Dow Jones aims to provide business news in any form customers want it. When we looked at our operations a few years ago, television was the missing means of delivery for our business news. We began by pioneering with Asia's first business channel, Asia Business News, in late 1993 and followed with Europe's first business channel, European Business News, in early 1995. Both have achieved significant distribution success and viewer acceptance. Both also take advantage of Dow Jones' existing news flows and news talent in those regions. When we launch WBIS+ in New York later this year, we will begin daily business programming in the U.
S., thus adding the third component of a global business network. The ITT sports programming will help to draw even larger audiences. Q.
What is the profile of a typical Wall Street Journal reader? A. The typical reader of the Journal spends 49 minutes every business day with the newspaper. He or she might be a senior executive of a large corporation or the entrepreneur-owner of a smaller company. The reader is more likely to live in California than New York, has a median age of 46 and a median household income of $117,900. Interestingly, most of the customers registering for the Journal's Internet service are not current Journal readers.
Thus, while the Journal's brand name and reputation clearly help to attract customers, the Internet offers untapped markets for us. Q. What is the Journal's editorial philosophy? A. The Journal's news pages, like those of all our other publications, simply seek to report the news and explain its significance as accurately, fairly and honestly as humanly possible. The Journal's editorial pages, which function independently from the news pages, propound a consistent philosophy that can be summed up as "free people, free markets.
" Our editorial pages thus stand for open markets, free enterprise, free trade and the free movement of people. These pages oppose government or other encroachments on political or economic freedoms. The Contract With America that set much of Washington's agenda in 1995 includes many tenets of this Journal philosophy, but the Journal editorial pages are no mouthpiece for any political party. Rather, the editorial staff views its role as that of the conscience of a populist political revolution. Q.
What will be the impact of bank consolidations in the U.S. in 1995 and perhaps 1996 on Dow Jones Telerate revenue? A. At any given time, consolidations or contractions in some segment of the world financial community can temporarily slow revenue growth in some part of Dow Jones. At the same time, we view U.
S. bank consolidations as a downward blip in what is a generally growing worldwide financial industry. Additionally, of course, Dow Jones' total array of products serves a business community far broader than simply banks or other financial institutions. Q. What are the competitive pressures on Dow Jones Telerate's business? A.

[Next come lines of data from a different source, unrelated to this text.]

//! Engine configuration threaded through stage construction.

use std::path::PathBuf;

/// Configuration for one engine invocation.
///
/// Built once by the caller and passed by reference into stage and sorter
/// constructors. Nothing in the engine mutates it after `run_chain` starts.
#[derive(Debug, Clone)]
pub struct EngineConfig {
    /// Worker threads available to pools and parallel sorts.
    pub threads: usize,
    /// Directory for external-sort temp chunks. `None` = system default.
    pub temp_dir: Option<PathBuf>,
    /// BGZF compression level for final outputs (0-12).
    pub compression_level: u32,
    /// BGZF compression level for temp chunks; 0 writes them uncompressed.
    pub temp_compression_level: u32,
    /// Whether writers append a provenance (@PG) line to emitted headers.
    pub provenance: bool,
    /// Capacity of each stage-graph edge queue, in records.
    pub edge_capacity: usize,
}

impl EngineConfig {
    /// Default configuration for the detected machine.
    #[must_use]
    pub fn detect() -> Self {
        Self::with_threads(detected_parallelism())
    }

    /// Configuration with an explicit thread count (0 is clamped to 1).
    #[must_use]
    pub fn with_threads(threads: usize) -> Self {
        Self {
            threads: threads.max(1),
            temp_dir: None,
            compression_level: 6,
            temp_compression_level: 0,
            provenance: true,
            edge_capacity: 1024,
        }
    }

    /// True when the engine should avoid spawning extra threads.
    #[must_use]
    pub fn single_threaded(&self) -> bool {
        self.threads <= 1
    }
}

impl Default for EngineConfig {
    fn default() -> Self {
        Self::detect()
    }
}

/// Number of cores the OS reports, falling back to 1.
#[must_use]
pub fn detected_parallelism() -> usize {
    std::thread::available_parallelism().map_or(1, |n| n.get())
}

#[cfg(test)]
mod tests {
    use super::*;

    #[test]
    fn test_threads_clamped() {
        let config = EngineConfig::with_threads(0);
        assert_eq!(config.threads, 1);
        assert!(config.single_threaded());
    }

    #[test]
    fn test_detect_nonzero() {
        assert!(EngineConfig::detect().threads >= 1);
    }
}
#[cfg(test)]
mod tests {
    use super::*;

    #[test]
    fn test_builder_roundtrip() {
        let record = RecordBuilder::new()
            .name("alpha")
            .ref_id(3)
            .pos(200)
            .mapq(42)
            .flags(flags::PAIRED | flags::REVERSE)
            .cigar(&[(CigarOp::Match, 4)])
            .sequence(b"ACGT")
            .qualities(&[40, 40, 30, 2])
            .mate(5, 400)
            .insert_size(150)
            .build();

        record.validate().unwrap();
        assert_eq!(record.name().as_bytes(), b"alpha");
        assert_eq!(record.ref_id(), 3);
        assert_eq!(record.pos(), 200);
        assert_eq!(record.mapq(), 42);
        assert!(record.is_paired());
        assert!(record.is_reverse());
        assert!(!record.is_unmapped());
        assert_eq!(record.cigar().unwrap(), vec![(CigarOp::Match, 4)]);
        assert_eq!(record.sequence(), b"ACGT");
        assert_eq!(record.qualities(), &[40, 40, 30, 2]);
        assert_eq!(record.mate_ref_id(), 5);
        assert_eq!(record.mate_pos(), 400);
        assert_eq!(record.insert_size(), 150);
    }

    #[test]
    fn test_cigar_decode_single_match() {
        // Packed CIGAR word 0x00000040 = length 4, op code 0 (match).
        let record =
            RecordBuilder::new().name("rd").cigar(&[(CigarOp::Match, 4)]).build();
        let cigar_word = &record.as_bytes()[32 + 3..32 + 3 + 4];
        assert_eq!(cigar_word, &0x0000_0040u32.to_le_bytes());
        assert_eq!(record.cigar().unwrap(), vec![(CigarOp::Match, 4)]);
    }

    #[test]
    fn test_all_cigar_ops_roundtrip() {
        let ops = [
            CigarOp::Match,
            CigarOp::Insert,
            CigarOp::Delete,
            CigarOp::Skip,
            CigarOp::SoftClip,
            CigarOp::HardClip,
            CigarOp::Pad,
            CigarOp::Equal,
            CigarOp::Diff,
        ];
        for op in ops {
            assert_eq!(CigarOp::from_code(op.code()).unwrap(), op);
        }
        assert!(CigarOp::from_code(9).is_err());
    }

    #[test]
    fn test_odd_length_sequence() {
        let record = RecordBuilder::new().name("rd").sequence(b"ACGTN").build();
        assert_eq!(record.sequence(), b"ACGTN");
        assert_eq!(record.qualities().len(), 5);
    }

    #[test]
    fn test_seq_qual_lengths_agree() {
        let record = RecordBuilder::new().name("rd").sequence(b"ACG").qualities(&[1, 2, 3]).build();
        assert_eq!(record.sequence().len(), record.qualities().len());
    }

    #[test]
    fn test_duplicate_flag_mutation() {
        let mut record = RecordBuilder::new().name("rd").flags(flags::PAIRED).build();
        assert!(!record.is_duplicate());
        record.set_duplicate(true);
        assert!(record.is_duplicate());
        assert!(record.is_paired());
        record.set_duplicate(false);
        assert!(!record.is_duplicate());
    }

    #[test]
    fn test_unmapped_defaults() {
        let record = RecordBuilder::new().build();
        assert_eq!(record.ref_id(), UNMAPPED_REF_ID);
        assert_eq!(record.pos(), -1);
    }

    #[test]
    fn test_validate_rejects_short_buffer() {
        assert!(Record::from_bytes(vec![0u8; 16]).is_err());
    }

    #[test]
    fn test_validate_rejects_overrun() {
        let mut bytes = RecordBuilder::new().name("rd").sequence(b"ACGT").build().into_bytes();
        // Claim a longer sequence than the buffer holds.
        bytes[16..20].copy_from_slice(&100u32.to_le_bytes());
        assert!(Record::from_bytes(bytes).is_err());
    }

    #[test]
    fn test_empty_name() {
        let record = RecordBuilder::new().name("").build();
        assert!(record.name().is_empty());
    }
}
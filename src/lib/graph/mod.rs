//! Stage-graph runtime.
//!
//! A chain is a directed acyclic graph of [`Stage`]s connected by bounded
//! record queues. [`Graph::run_chain`] starts one thread per stage; each
//! stage pulls from its input edges and pushes to its output edges, with
//! back-pressure coming from the queues' capacity.
//!
//! Headers propagate root-to-leaf before any record flows: each stage's
//! [`Stage::header`] is called once with its sources' headers, in
//! topological order.
//!
//! # Cancellation
//!
//! The first stage to fail stores its error, sets the chain-wide abort flag,
//! and closes its edges. Closing cascades: a neighbor blocked on a closed
//! queue wakes, observes the end of its stream, and exits, so every thread
//! joins within a bounded time of its upstream closing. The stored error is
//! returned from `run_chain`.

mod merger;
mod splitter;
mod stages;

pub use merger::SortedMergerStage;
pub use splitter::SplitterStage;
pub use stages::{MarkDuplicatesStage, ReaderStage, SortStage, WriterStage};

use crate::errors::{EngineError, Result};
use crate::header::Header;
use crate::queue::BoundedQueue;
use crate::record::Record;
use log::debug;
use parking_lot::Mutex;
use std::sync::Arc;
use std::sync::atomic::{AtomicBool, Ordering};

/// A record-carrying edge between two stages.
pub type Edge = Arc<BoundedQueue<Record>>;

/// Chain-wide cooperative cancellation flag.
#[derive(Clone, Default)]
pub struct AbortFlag(Arc<AtomicBool>);

impl AbortFlag {
    /// Raises the flag.
    pub fn set(&self) {
        self.0.store(true, Ordering::Release);
    }

    /// True once any stage has failed.
    #[must_use]
    pub fn is_set(&self) -> bool {
        self.0.load(Ordering::Acquire)
    }
}

/// Everything a running stage needs: its edges and the abort flag.
pub struct StageContext {
    /// Input edges, in connection order.
    pub inputs: Vec<Edge>,
    /// Output edges, in connection order.
    pub outputs: Vec<Edge>,
    /// Chain-wide abort flag, checked between records.
    pub abort: AbortFlag,
}

impl StageContext {
    /// Pulls the next record from the sole input edge.
    ///
    /// Returns `None` at end of stream or when the chain is aborting.
    pub fn pull(&self) -> Option<Record> {
        if self.abort.is_set() {
            return None;
        }
        self.inputs.first()?.pop()
    }

    /// Pulls from input edge `i`.
    pub fn pull_from(&self, i: usize) -> Option<Record> {
        if self.abort.is_set() {
            return None;
        }
        self.inputs.get(i)?.pop()
    }

    /// Moves a record to the sole output edge.
    pub fn emit(&self, record: Record) -> Result<()> {
        self.emit_to(0, record)
    }

    /// Moves a record to output edge `i`.
    pub fn emit_to(&self, i: usize, record: Record) -> Result<()> {
        if self.abort.is_set() {
            return Err(EngineError::graph("chain", "aborting"));
        }
        let edge = self
            .outputs
            .get(i)
            .ok_or_else(|| EngineError::graph("chain", format!("no output edge {i}")))?;
        edge.push(record).map_err(|_| EngineError::graph("chain", "downstream closed"))
    }

    fn close_all(&self) {
        for edge in self.inputs.iter().chain(&self.outputs) {
            edge.close();
        }
    }
}

/// A node in the processing graph.
///
/// Stages produce (no inputs), transform (inputs and outputs), or consume
/// (no outputs) records. A stage owns whatever I/O it performs.
pub trait Stage: Send {
    /// Stage name, used in thread names and diagnostics.
    fn name(&self) -> &str;

    /// Computes this stage's output header from its sources' headers.
    ///
    /// Called once, before any record flows. Source stages receive an empty
    /// slice; fan-in stages receive one header per source in connection
    /// order.
    fn header(&mut self, upstream: &[Header]) -> Result<Header>;

    /// Moves records until the stream ends or the chain aborts.
    fn run(&mut self, ctx: &StageContext) -> Result<()>;
}

/// Identifier returned by [`Graph::add_stage`].
#[derive(Debug, Clone, Copy, PartialEq, Eq)]
pub struct StageId(usize);

/// A stage graph under construction.
pub struct Graph {
    stages: Vec<Box<dyn Stage>>,
    edges: Vec<(usize, usize)>,
    edge_capacity: usize,
}

impl Graph {
    /// Creates an empty graph whose edges hold up to `edge_capacity` records.
    #[must_use]
    pub fn new(edge_capacity: usize) -> Self {
        Self { stages: Vec::new(), edges: Vec::new(), edge_capacity: edge_capacity.max(1) }
    }

    /// Adds a stage, returning its id for wiring.
    pub fn add_stage(&mut self, stage: Box<dyn Stage>) -> StageId {
        self.stages.push(stage);
        StageId(self.stages.len() - 1)
    }

    /// Connects `from`'s next output edge to `to`'s next input edge.
    pub fn connect(&mut self, from: StageId, to: StageId) {
        self.edges.push((from.0, to.0));
    }

    /// Runs the chain to completion.
    ///
    /// Spawns a thread per stage and blocks until every stage finishes.
    /// Returns the first error any stage produced.
    pub fn run_chain(self) -> Result<()> {
        if self.stages.is_empty() {
            return Err(EngineError::graph("chain", "no stages"));
        }
        for &(from, to) in &self.edges {
            if from >= self.stages.len() || to >= self.stages.len() {
                return Err(EngineError::graph("chain", "edge references unknown stage"));
            }
            if from == to {
                return Err(EngineError::graph("chain", "self edge"));
            }
        }

        let order = self.topological_order()?;

        // One queue per edge.
        let queues: Vec<Edge> = self
            .edges
            .iter()
            .map(|_| Arc::new(BoundedQueue::new(self.edge_capacity)))
            .collect();

        let mut inputs: Vec<Vec<Edge>> = vec![Vec::new(); self.stages.len()];
        let mut outputs: Vec<Vec<Edge>> = vec![Vec::new(); self.stages.len()];
        let mut source_ids: Vec<Vec<usize>> = vec![Vec::new(); self.stages.len()];
        for (edge_idx, &(from, to)) in self.edges.iter().enumerate() {
            outputs[from].push(Arc::clone(&queues[edge_idx]));
            inputs[to].push(Arc::clone(&queues[edge_idx]));
            source_ids[to].push(from);
        }

        let mut stages = self.stages;

        // Propagate headers root-to-leaf before any thread starts.
        let mut headers: Vec<Option<Header>> = vec![None; stages.len()];
        for &id in &order {
            let upstream: Vec<Header> = source_ids[id]
                .iter()
                .map(|&src| headers[src].clone().expect("topological order"))
                .collect();
            headers[id] = Some(stages[id].header(&upstream)?);
        }

        let abort = AbortFlag::default();
        let first_error: Arc<Mutex<Option<EngineError>>> = Arc::new(Mutex::new(None));

        let mut handles = Vec::with_capacity(stages.len());
        let mut input_iter = inputs.into_iter();
        let mut output_iter = outputs.into_iter();
        for (id, mut stage) in stages.drain(..).enumerate() {
            let ctx = StageContext {
                inputs: input_iter.next().expect("one entry per stage"),
                outputs: output_iter.next().expect("one entry per stage"),
                abort: abort.clone(),
            };
            let abort = abort.clone();
            let first_error = Arc::clone(&first_error);
            let spawned = std::thread::Builder::new()
                .name(format!("stage-{}", stage.name()))
                .spawn(move || {
                    let result = stage.run(&ctx);
                    if let Err(e) = result {
                        debug!("stage '{}' failed: {e}", stage.name());
                        let mut slot = first_error.lock();
                        if slot.is_none() {
                            *slot = Some(e);
                        }
                        abort.set();
                    }
                    ctx.close_all();
                });
            match spawned {
                Ok(handle) => handles.push(handle),
                Err(e) => {
                    // Unblock whatever already started, then join it.
                    for queue in &queues {
                        queue.close();
                    }
                    for handle in handles {
                        let _ = handle.join();
                    }
                    return Err(EngineError::resource(format!(
                        "cannot spawn thread for stage {id}: {e}"
                    )));
                }
            }
        }

        for handle in handles {
            let _ = handle.join();
        }

        match Arc::try_unwrap(first_error) {
            Ok(slot) => match slot.into_inner() {
                Some(err) => Err(err),
                None => Ok(()),
            },
            Err(shared) => {
                let taken = shared.lock().take();
                match taken {
                    Some(err) => Err(err),
                    None => Ok(()),
                }
            }
        }
    }

    /// Kahn topological order; errors on cycles.
    fn topological_order(&self) -> Result<Vec<usize>> {
        let n = self.stages.len();
        let mut indegree = vec![0usize; n];
        for &(_, to) in &self.edges {
            indegree[to] += 1;
        }
        let mut ready: Vec<usize> =
            (0..n).filter(|&i| indegree[i] == 0).collect();
        let mut order = Vec::with_capacity(n);
        while let Some(id) = ready.pop() {
            order.push(id);
            for &(from, to) in &self.edges {
                if from == id {
                    indegree[to] -= 1;
                    if indegree[to] == 0 {
                        ready.push(to);
                    }
                }
            }
        }
        if order.len() != n {
            return Err(EngineError::graph("chain", "cycle in stage graph"));
        }
        Ok(order)
    }
}
//! Blocking bounded FIFO used for stage edges and the prefetch buffer.

use parking_lot::{Condvar, Mutex};
use std::collections::VecDeque;

struct Inner<T> {
    items: VecDeque<T>,
    closed: bool,
}

/// Thread-safe FIFO with capacity-based back-pressure.
///
/// `push` blocks while the queue is full; `pop` blocks while it is empty.
/// Stream end is modeled as the closed state: after [`BoundedQueue::close`],
/// `pop` drains the remaining items and then returns `None`, and `push`
/// returns the rejected item. There are no sentinel values.
pub struct BoundedQueue<T> {
    inner: Mutex<Inner<T>>,
    not_empty: Condvar,
    not_full: Condvar,
    capacity: usize,
}

impl<T> BoundedQueue<T> {
    /// Creates a queue with the given capacity (clamped to at least 1).
    #[must_use]
    pub fn new(capacity: usize) -> Self {
        Self {
            inner: Mutex::new(Inner { items: VecDeque::new(), closed: false }),
            not_empty: Condvar::new(),
            not_full: Condvar::new(),
            capacity: capacity.max(1),
        }
    }

    /// Pushes an item, blocking while the queue is full.
    ///
    /// Returns the item back if the queue is (or becomes) closed.
    pub fn push(&self, item: T) -> Result<(), T> {
        let mut inner = self.inner.lock();
        while inner.items.len() >= self.capacity && !inner.closed {
            self.not_full.wait(&mut inner);
        }
        if inner.closed {
            return Err(item);
        }
        inner.items.push_back(item);
        drop(inner);
        self.not_empty.notify_one();
        Ok(())
    }

    /// Pops the oldest item, blocking while the queue is empty.
    ///
    /// Returns `None` once the queue is closed and drained.
    pub fn pop(&self) -> Option<T> {
        let mut inner = self.inner.lock();
        loop {
            if let Some(item) = inner.items.pop_front() {
                drop(inner);
                self.not_full.notify_one();
                return Some(item);
            }
            if inner.closed {
                return None;
            }
            self.not_empty.wait(&mut inner);
        }
    }

    /// Pops without blocking; `None` when empty (closed or not).
    pub fn try_pop(&self) -> Option<T> {
        let mut inner = self.inner.lock();
        let item = inner.items.pop_front();
        if item.is_some() {
            drop(inner);
            self.not_full.notify_one();
        }
        item
    }

    /// Number of queued items.
    #[must_use]
    pub fn len(&self) -> usize {
        self.inner.lock().items.len()
    }

    /// True when no items are queued.
    #[must_use]
    pub fn is_empty(&self) -> bool {
        self.inner.lock().items.is_empty()
    }

    /// Maximum number of queued items.
    #[must_use]
    pub fn capacity(&self) -> usize {
        self.capacity
    }

    /// Marks the stream as ended, waking every blocked producer and consumer.
    ///
    /// Items already queued remain poppable.
    pub fn close(&self) {
        let mut inner = self.inner.lock();
        inner.closed = true;
        drop(inner);
        self.not_empty.notify_all();
        self.not_full.notify_all();
    }

    /// True once [`BoundedQueue::close`] has been called.
    #[must_use]
    pub fn is_closed(&self) -> bool {
        self.inner.lock().closed
    }

    /// Removes and drops all queued items.
    pub fn drain(&self) {
        let mut inner = self.inner.lock();
        inner.items.clear();
        drop(inner);
        self.not_full.notify_all();
    }
}

#[cfg(test)]
mod tests {
    use super::*;
    use std::sync::Arc;
    use std::thread;
    use std::time::Duration;

    #[test]
    fn test_fifo_order() {
        let queue = BoundedQueue::new(8);
        for i in 0..5 {
            queue.push(i).unwrap();
        }
        for i in 0..5 {
            assert_eq!(queue.pop(), Some(i));
        }
    }

    #[test]
    fn test_pop_on_closed_empty_returns_none() {
        let queue: BoundedQueue<u32> = BoundedQueue::new(4);
        queue.close();
        assert_eq!(queue.pop(), None);
    }

    #[test]
    fn test_close_drains_remaining_items() {
        let queue = BoundedQueue::new(4);
        queue.push(1).unwrap();
        queue.push(2).unwrap();
        queue.close();
        assert_eq!(queue.pop(), Some(1));
        assert_eq!(queue.pop(), Some(2));
        assert_eq!(queue.pop(), None);
    }

    #[test]
    fn test_push_after_close_rejected() {
        let queue = BoundedQueue::new(4);
        queue.close();
        assert_eq!(queue.push(7), Err(7));
    }

    #[test]
    fn test_backpressure_blocks_producer() {
        let queue = Arc::new(BoundedQueue::new(2));
        queue.push(0).unwrap();
        queue.push(1).unwrap();

        let producer = {
            let queue = Arc::clone(&queue);
            thread::spawn(move || queue.push(2))
        };

        // The producer should be blocked on the full queue.
        thread::sleep(Duration::from_millis(50));
        assert_eq!(queue.len(), 2);
        assert!(!producer.is_finished());

        assert_eq!(queue.pop(), Some(0));
        producer.join().unwrap().unwrap();
        assert_eq!(queue.pop(), Some(1));
        assert_eq!(queue.pop(), Some(2));
    }

    #[test]
    fn test_capacity_never_exceeded() {
        let queue = Arc::new(BoundedQueue::new(4));
        let producer = {
            let queue = Arc::clone(&queue);
            thread::spawn(move || {
                for i in 0..100 {
                    if queue.push(i).is_err() {
                        break;
                    }
                }
                queue.close();
            })
        };

        let mut seen = 0;
        loop {
            assert!(queue.len() <= 4);
            match queue.pop() {
                Some(_) => seen += 1,
                None => break,
            }
        }
        assert_eq!(seen, 100);
        producer.join().unwrap();
    }

    #[test]
    fn test_close_unblocks_consumer() {
        let queue: Arc<BoundedQueue<u32>> = Arc::new(BoundedQueue::new(4));
        let consumer = {
            let queue = Arc::clone(&queue);
            thread::spawn(move || queue.pop())
        };
        thread::sleep(Duration::from_millis(50));
        queue.close();
        assert_eq!(consumer.join().unwrap(), None);
    }

    #[test]
    fn test_try_pop() {
        let queue = BoundedQueue::new(4);
        assert_eq!(queue.try_pop(), None);
        queue.push(9).unwrap();
        assert_eq!(queue.try_pop(), Some(9));
    }
}
use assert_cmd::Command;
use std::ffi::OsStr;
use std::path::PathBuf;
use tempfile::TempDir;

#[derive(Debug)]
pub struct TrkRun {
    pub stdout: String,
    pub stderr: String,
    pub status: std::process::ExitStatus,
}

pub struct TrkWorkspace {
    pub temp_dir: TempDir,
    pub root: PathBuf,
}

impl TrkWorkspace {
    pub fn new() -> Self {
        let temp_dir = TempDir::new().expect("temp dir");
        let root = temp_dir.path().to_path_buf();
        Self { temp_dir, root }
    }
}

pub fn run_trk<I, S>(workspace: &TrkWorkspace, args: I) -> TrkRun
where
    I: IntoIterator<Item = S>,
    S: AsRef<OsStr>,
{
    let mut cmd = Command::new(assert_cmd::cargo::cargo_bin!("trk"));
    cmd.current_dir(&workspace.root);
    cmd.args(args);
    cmd.env("NO_COLOR", "1");
    cmd.env("RUST_LOG", "tracker_rust=debug");
    cmd.env("RUST_BACKTRACE", "1");
    cmd.env("HOME", &workspace.root);
    cmd.env_remove("TRK_DB");

    let output = cmd.output().expect("run trk");

    TrkRun {
        stdout: String::from_utf8_lossy(&output.stdout).to_string(),
        stderr: String::from_utf8_lossy(&output.stderr).to_string(),
        status: output.status,
    }
}

pub fn extract_json_payload(stdout: &str) -> String {
    let lines: Vec<&str> = stdout.lines().collect();
    for (idx, line) in lines.iter().enumerate() {
        let trimmed = line.trim_start();
        if trimmed.starts_with('[') || trimmed.starts_with('{') {
            return lines[idx..].join("\n").trim().to_string();
        }
    }
    stdout.trim().to_string()
}
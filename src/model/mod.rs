//! Core data types for `tracker_rust`.
//!
//! This module defines the fundamental types used throughout the application:
//! - `Tag` - A user-defined label, owning a set of issues
//! - `Issue` - The core work item
//! - `Priority` - Three-level ordinal priority
//! - `EntityKind` - Entity selector for count queries

use chrono::{DateTime, Utc};
use serde::{Deserialize, Serialize};
use std::fmt;
use std::str::FromStr;

#[allow(clippy::trivially_copy_pass_by_ref)]
const fn is_false(b: &bool) -> bool {
    !*b
}

/// Title assigned to issues created without one.
pub const DEFAULT_ISSUE_TITLE: &str = "New issue";

/// Name assigned to tags created without one.
pub const DEFAULT_TAG_NAME: &str = "New tag";

/// Issue priority (0=Low, 1=Medium, 2=High).
#[derive(Debug, Clone, Copy, Serialize, Deserialize, PartialEq, Eq, PartialOrd, Ord)]
#[serde(transparent)]
pub struct Priority(pub i32);

impl Priority {
    pub const LOW: Self = Self(0);
    pub const MEDIUM: Self = Self(1);
    pub const HIGH: Self = Self(2);

    #[must_use]
    pub const fn as_str(self) -> &'static str {
        match self.0 {
            0 => "low",
            2 => "high",
            _ => "medium",
        }
    }
}

impl Default for Priority {
    fn default() -> Self {
        Self::MEDIUM
    }
}

impl fmt::Display for Priority {
    fn fmt(&self, f: &mut fmt::Formatter<'_>) -> fmt::Result {
        write!(f, "{}", self.as_str())
    }
}

impl FromStr for Priority {
    type Err = crate::error::TrackerError;

    fn from_str(s: &str) -> Result<Self, Self::Err> {
        match s.trim().to_lowercase().as_str() {
            "0" | "low" => Ok(Self::LOW),
            "1" | "medium" => Ok(Self::MEDIUM),
            "2" | "high" => Ok(Self::HIGH),
            other => Err(crate::error::TrackerError::InvalidPriority {
                priority: other.to_string(),
            }),
        }
    }
}

/// A user-defined label grouping issues (many-to-many).
///
/// The `id` is generated once at creation and never changes; the name is
/// free text and an empty name displays as "None".
#[derive(Debug, Clone, Serialize, Deserialize, PartialEq, Eq)]
pub struct Tag {
    pub id: String,
    pub name: String,
}

impl Tag {
    /// Name as shown to collaborators; empty names render as "None".
    #[must_use]
    pub fn display_name(&self) -> &str {
        if self.name.is_empty() {
            "None"
        } else {
            &self.name
        }
    }
}

/// The primary issue entity.
#[derive(Debug, Clone, Serialize, Deserialize, PartialEq, Eq)]
pub struct Issue {
    /// Unique ID (e.g., "iss-abc123").
    pub id: String,

    /// Title (placeholder text when unset).
    pub title: String,

    /// Free-text description.
    #[serde(default, skip_serializing_if = "Option::is_none")]
    pub content: Option<String>,

    /// Creation timestamp. Set once, immutable.
    pub created_at: DateTime<Utc>,

    /// Last modification timestamp. Monotonically non-decreasing;
    /// the sort/filter pivot for smart filters.
    pub modified_at: DateTime<Utc>,

    /// Whether the issue is closed.
    #[serde(default, skip_serializing_if = "is_false")]
    pub completed: bool,

    /// Priority (0=Low, 1=Medium, 2=High).
    #[serde(default)]
    pub priority: Priority,

    /// Tag IDs this issue carries. The join table is canonical; this list
    /// is populated for export and display.
    #[serde(skip_serializing_if = "Vec::is_empty", default)]
    pub tags: Vec<String>,
}

impl Issue {
    /// Construct a fresh issue with placeholder title and default priority.
    #[must_use]
    pub fn new(id: impl Into<String>, now: DateTime<Utc>) -> Self {
        Self {
            id: id.into(),
            title: DEFAULT_ISSUE_TITLE.to_string(),
            content: None,
            created_at: now,
            modified_at: now,
            completed: false,
            priority: Priority::default(),
            tags: vec![],
        }
    }

    /// Advance the modification timestamp. Clamped so `modified_at` never
    /// moves backwards even under clock skew.
    pub fn touch(&mut self, now: DateTime<Utc>) {
        self.modified_at = self.modified_at.max(now);
    }

    #[must_use]
    pub const fn status_label(&self) -> &'static str {
        if self.completed { "Closed" } else { "Open" }
    }
}

/// Entity selector for count queries.
#[derive(Debug, Clone, Copy, PartialEq, Eq)]
pub enum EntityKind {
    Tag,
    Issue,
}

impl fmt::Display for EntityKind {
    fn fmt(&self, f: &mut fmt::Formatter<'_>) -> fmt::Result {
        match self {
            Self::Tag => write!(f, "tag"),
            Self::Issue => write!(f, "issue"),
        }
    }
}

impl FromStr for EntityKind {
    type Err = crate::error::TrackerError;

    fn from_str(s: &str) -> Result<Self, Self::Err> {
        match s.to_lowercase().as_str() {
            "tag" | "tags" => Ok(Self::Tag),
            "issue" | "issues" => Ok(Self::Issue),
            other => Err(crate::error::TrackerError::validation(
                "kind",
                format!("unknown entity kind '{other}' (use tag or issue)"),
            )),
        }
    }
}

#[cfg(test)]
mod tests {
    use super::*;
    use chrono::{Duration, TimeZone, Utc};

    #[test]
    fn priority_parse_accepts_names_and_ordinals() {
        assert_eq!("high".parse::<Priority>().unwrap(), Priority::HIGH);
        assert_eq!("0".parse::<Priority>().unwrap(), Priority::LOW);
        assert!("urgent".parse::<Priority>().is_err());
    }

    #[test]
    fn priority_serializes_transparently() {
        let json = serde_json::to_string(&Priority::HIGH).unwrap();
        assert_eq!(json, "2");
    }

    #[test]
    fn tag_empty_name_displays_as_none() {
        let tag = Tag {
            id: "tag-abc".to_string(),
            name: String::new(),
        };
        assert_eq!(tag.display_name(), "None");
    }

    #[test]
    fn new_issue_uses_placeholder_defaults() {
        let now = Utc.timestamp_opt(1_700_000_000, 0).unwrap();
        let issue = Issue::new("iss-123", now);
        assert_eq!(issue.title, DEFAULT_ISSUE_TITLE);
        assert_eq!(issue.priority, Priority::MEDIUM);
        assert!(!issue.completed);
        assert_eq!(issue.created_at, issue.modified_at);
    }

    #[test]
    fn touch_never_moves_modified_backwards() {
        let now = Utc.timestamp_opt(1_700_000_000, 0).unwrap();
        let mut issue = Issue::new("iss-123", now);
        issue.touch(now - Duration::hours(1));
        assert_eq!(issue.modified_at, now);
        issue.touch(now + Duration::hours(1));
        assert_eq!(issue.modified_at, now + Duration::hours(1));
    }

    #[test]
    fn issue_deserialize_defaults_missing_fields() {
        let json = r#"{
            "id": "iss-123",
            "title": "Test issue",
            "created_at": "2026-01-01T00:00:00Z",
            "modified_at": "2026-01-01T00:00:00Z"
        }"#;
        let issue: Issue = serde_json::from_str(json).unwrap();
        assert!(issue.content.is_none());
        assert!(!issue.completed);
        assert_eq!(issue.priority, Priority::MEDIUM);
        assert!(issue.tags.is_empty());
    }

    #[test]
    fn issue_serialization_skips_empty_fields() {
        let now = Utc.timestamp_opt(1_700_000_000, 0).unwrap();
        let issue = Issue::new("iss-123", now);
        let json = serde_json::to_string(&issue).unwrap();
        assert!(json.contains("\"id\":\"iss-123\""));
        assert!(!json.contains("content"));
        assert!(!json.contains("completed"));
        assert!(!json.contains("tags"));
    }
}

While Dow Jones Telerate faces worthy competition in a fast-paced business marketplace, it successfully continues to grow. We invest in content, as we broaden our array of data and useful new applications. We are also expanding into new markets throughout the world from Latin America to India. These moves add up to increased revenue and profits for Dow Jones Telerate.
Q. How do you plan to produce revenue and profit from your Internet products? A. Even though Internet information generally has been thought of as free, Dow Jones business news and information, because it is exclusive and essential, has value for customers regardless of the medium. Therefore, we are confident that we will create a successful formula for subscription pricing on the Internet.
Additionally, we are confident that Dow Jones advertisers will pay fair value to participate in our Internet services. Money & Investing Update, our first Internet entry, already has more than a dozen paid advertisers. Q. Will rising newsprint prices continue to affect Dow Jones' business in 1996? A.
We anticipate some modest further increase in newsprint costs this year but not of the magnitude of the roughly 50% increase of 1995. Dow Jones' equity investments in two newsprint mills in Canada and Virginia partially help offset the impact of those price increases. More important, the fact that some 50% of Dow Jones revenue is from electronic services limits the effect of newsprint price increases. In total, newsprint comprises just 8% of Dow Jones' costs.